What the exercise asks: Locate the lines of the listing below that hold "LazyLock", then copy each of them.

_ _ _ _ _

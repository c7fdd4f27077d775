// src/origin.rs

//! The 12 dodecahedron faces ("origins") in Hilbert curve order.

use std::sync::LazyLock;

use glam::{DQuat, DVec2, DVec3};

use crate::constants::{interhedral_angle, DISTANCE_TO_EDGE, M_PI, NUM_ORIGINS, NUM_SEGMENTS, PI_OVER_5, TWO_PI_OVER_5};
use crate::coords::transforms::to_cartesian;
use crate::math::quat;
use crate::types::{Face, Orientation, Spherical};

/// Order in which the Hilbert curve visits the quintants of a face, and the
/// curve orientation within each.
#[derive(Debug, Clone, Copy, PartialEq, Eq, Hash)]
pub enum QuintantLayout {
  ClockwiseFan,
  ClockwiseStep,
  CounterStep,
  CounterJump,
}

impl QuintantLayout {
  /// Curve orientation per face-relative quintant.
  #[must_use]
  pub const fn orientations(self) -> [Orientation; NUM_SEGMENTS] {
    use Orientation::{UV, UW, VU, VW, WU, WV};
    match self {
      QuintantLayout::ClockwiseFan => [VU, UW, VW, VW, VW],
      QuintantLayout::ClockwiseStep => [WU, UW, VW, VU, UW],
      QuintantLayout::CounterStep => [WU, UV, WV, WU, UW],
      QuintantLayout::CounterJump => [VU, UV, WV, WU, UW],
    }
  }

  /// Winding direction: -1 for clockwise layouts, +1 otherwise.
  #[inline]
  #[must_use]
  pub const fn step(self) -> i32 {
    match self {
      QuintantLayout::ClockwiseFan | QuintantLayout::ClockwiseStep => -1,
      QuintantLayout::CounterStep | QuintantLayout::CounterJump => 1,
    }
  }
}

/// One dodecahedron face center and its local frame.
#[derive(Debug, Clone, Copy, PartialEq)]
pub struct Origin {
  /// Position along the global Hilbert curve (0-11).
  pub id: usize,
  /// Face center direction.
  pub axis: Spherical,
  /// Rotation taking the north pole onto `axis`.
  pub quat: DQuat,
  /// In-plane rotation of the face.
  pub angle: f64,
  /// Quintant traversal layout.
  pub layout: QuintantLayout,
  /// Quintant the Hilbert curve enters the face through.
  pub first_quintant: usize,
}

impl Origin {
  /// Curve orientation per face-relative quintant.
  #[inline]
  #[must_use]
  pub fn orientation(&self) -> [Orientation; NUM_SEGMENTS] {
    self.layout.orientations()
  }
}

// Layouts and entry quintants, indexed by generation order (north pole,
// alternating upper/lower band, south pole).
#[rustfmt::skip]
const GENERATED_LAYOUTS: [QuintantLayout; NUM_ORIGINS] = [
  QuintantLayout::ClockwiseFan,  // Arctic
  QuintantLayout::CounterJump,   // North America
  QuintantLayout::CounterStep,   // South America
  QuintantLayout::ClockwiseStep, // North Atlantic, Western Europe, Africa
  QuintantLayout::CounterStep,   // South Atlantic, Africa
  QuintantLayout::CounterJump,   // Europe, Middle East, Central Africa
  QuintantLayout::CounterStep,   // Indian Ocean
  QuintantLayout::ClockwiseStep, // Asia
  QuintantLayout::ClockwiseStep, // Australia
  QuintantLayout::ClockwiseStep, // North Pacific
  QuintantLayout::CounterJump,   // South Pacific
  QuintantLayout::CounterJump,   // Antarctic
];

const GENERATED_FIRST_QUINTANT: [usize; NUM_ORIGINS] = [4, 2, 3, 2, 0, 4, 3, 2, 2, 0, 3, 0];

/// Generation index of the face visited at each Hilbert position.
const ORIGIN_ORDER: [usize; NUM_ORIGINS] = [0, 1, 2, 4, 3, 5, 7, 8, 6, 11, 10, 9];

static ORIGINS: LazyLock<[Origin; NUM_ORIGINS]> = LazyLock::new(build_origins);

fn build_origins() -> [Origin; NUM_ORIGINS] {
  let interhedral = interhedral_angle();
  let mut axes = Vec::with_capacity(NUM_ORIGINS);
  axes.push((Spherical { theta: 0.0, phi: 0.0 }, 0.0));
  for i in 0..5 {
    let alpha = f64::from(i) * TWO_PI_OVER_5;
    let alpha2 = alpha + PI_OVER_5;
    axes.push((Spherical { theta: alpha, phi: interhedral }, PI_OVER_5));
    axes.push((Spherical { theta: alpha2, phi: M_PI - interhedral }, PI_OVER_5));
  }
  axes.push((Spherical { theta: 0.0, phi: M_PI }, 0.0));

  std::array::from_fn(|id| {
    let generated = ORIGIN_ORDER[id];
    let (axis, angle) = axes[generated];
    Origin {
      id,
      axis,
      quat: quat_from_spherical(axis),
      angle,
      layout: GENERATED_LAYOUTS[generated],
      first_quintant: GENERATED_FIRST_QUINTANT[generated],
    }
  })
}

/// Rotation taking the north pole onto the direction `axis`.
#[must_use]
pub fn quat_from_spherical(axis: Spherical) -> DQuat {
  quat::rotation_to(DVec3::Z, to_cartesian(axis).0)
}

/// The 12 origins, indexed by id.
#[inline]
#[must_use]
pub fn origins() -> &'static [Origin; NUM_ORIGINS] {
  &ORIGINS
}

/// Modified haversine: monotonic in the great-circle angle between `point`
/// and `axis`, 0 for identical points.
#[must_use]
pub fn haversine(point: Spherical, axis: Spherical) -> f64 {
  let d_theta = axis.theta - point.theta;
  let d_phi = axis.phi - point.phi;
  let a1 = (d_phi / 2.0).sin();
  let a2 = (d_theta / 2.0).sin();
  a1 * a1 + a2 * a2 * point.phi.sin() * axis.phi.sin()
}

/// Origin whose axis is closest to `point`. Ties go to the lower id.
#[must_use]
pub fn find_nearest_origin(point: Spherical) -> &'static Origin {
  let all = origins();
  let mut nearest = &all[0];
  let mut min_distance = f64::INFINITY;
  for origin in all {
    let distance = haversine(point, origin.axis);
    if distance < min_distance {
      min_distance = distance;
      nearest = origin;
    }
  }
  nearest
}

/// True when `point` is far (haversine above 0.49) from `origin`'s axis, in
/// which case boundary projection keeps the point on `origin`'s face.
#[inline]
#[must_use]
pub fn is_nearest_origin(point: Spherical, origin: &Origin) -> bool {
  haversine(point, origin.axis) > 0.49
}

/// Maps a geometric quintant to its Hilbert segment and curve orientation.
#[must_use]
pub fn quintant_to_segment(quintant: usize, origin: &Origin) -> (usize, Orientation) {
  let n = NUM_SEGMENTS as i32;
  let first = origin.first_quintant as i32;
  let delta = (quintant as i32 - first).rem_euclid(n);
  let face_relative = (origin.layout.step() * delta).rem_euclid(n) as usize;
  let segment = (origin.first_quintant + face_relative) % NUM_SEGMENTS;
  (segment, origin.orientation()[face_relative])
}

/// Inverse of `quintant_to_segment`.
#[must_use]
pub fn segment_to_quintant(segment: usize, origin: &Origin) -> (usize, Orientation) {
  let n = NUM_SEGMENTS as i32;
  let first = origin.first_quintant as i32;
  let face_relative = (segment as i32 - first).rem_euclid(n);
  let quintant = (first + origin.layout.step() * face_relative).rem_euclid(n) as usize;
  (quintant, origin.orientation()[face_relative as usize])
}

/// Re-expresses `point`, given in the frame of `from`, relative to the
/// adjacent face `to`.
///
/// Returns the moved point and the rotation to use when projecting it.
#[must_use]
pub fn move_point_to_face(point: Face, from: &Origin, to: &Origin) -> (Face, DQuat) {
  let inverse = quat::invert(from.quat);
  let to_axis = to_cartesian(to.axis).0;
  let local_to_axis = quat::transform(to_axis, inverse);

  // Flatten onto the face plane, distance between neighboring centers is 2 * DISTANCE_TO_EDGE
  let flat = DVec2::new(local_to_axis.x, local_to_axis.y);
  let direction = flat.normalize_or_zero() * (2.0 * DISTANCE_TO_EDGE);

  let interface = quat::multiply(from.quat, quat::rotation_to(DVec3::Z, local_to_axis));
  (Face(point.0 - direction), interface)
}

_ _ _ _ _

Exercise answer:
use std::sync::LazyLock;
static ORIGINS: LazyLock<[Origin; NUM_ORIGINS]> = LazyLock::new(build_origins);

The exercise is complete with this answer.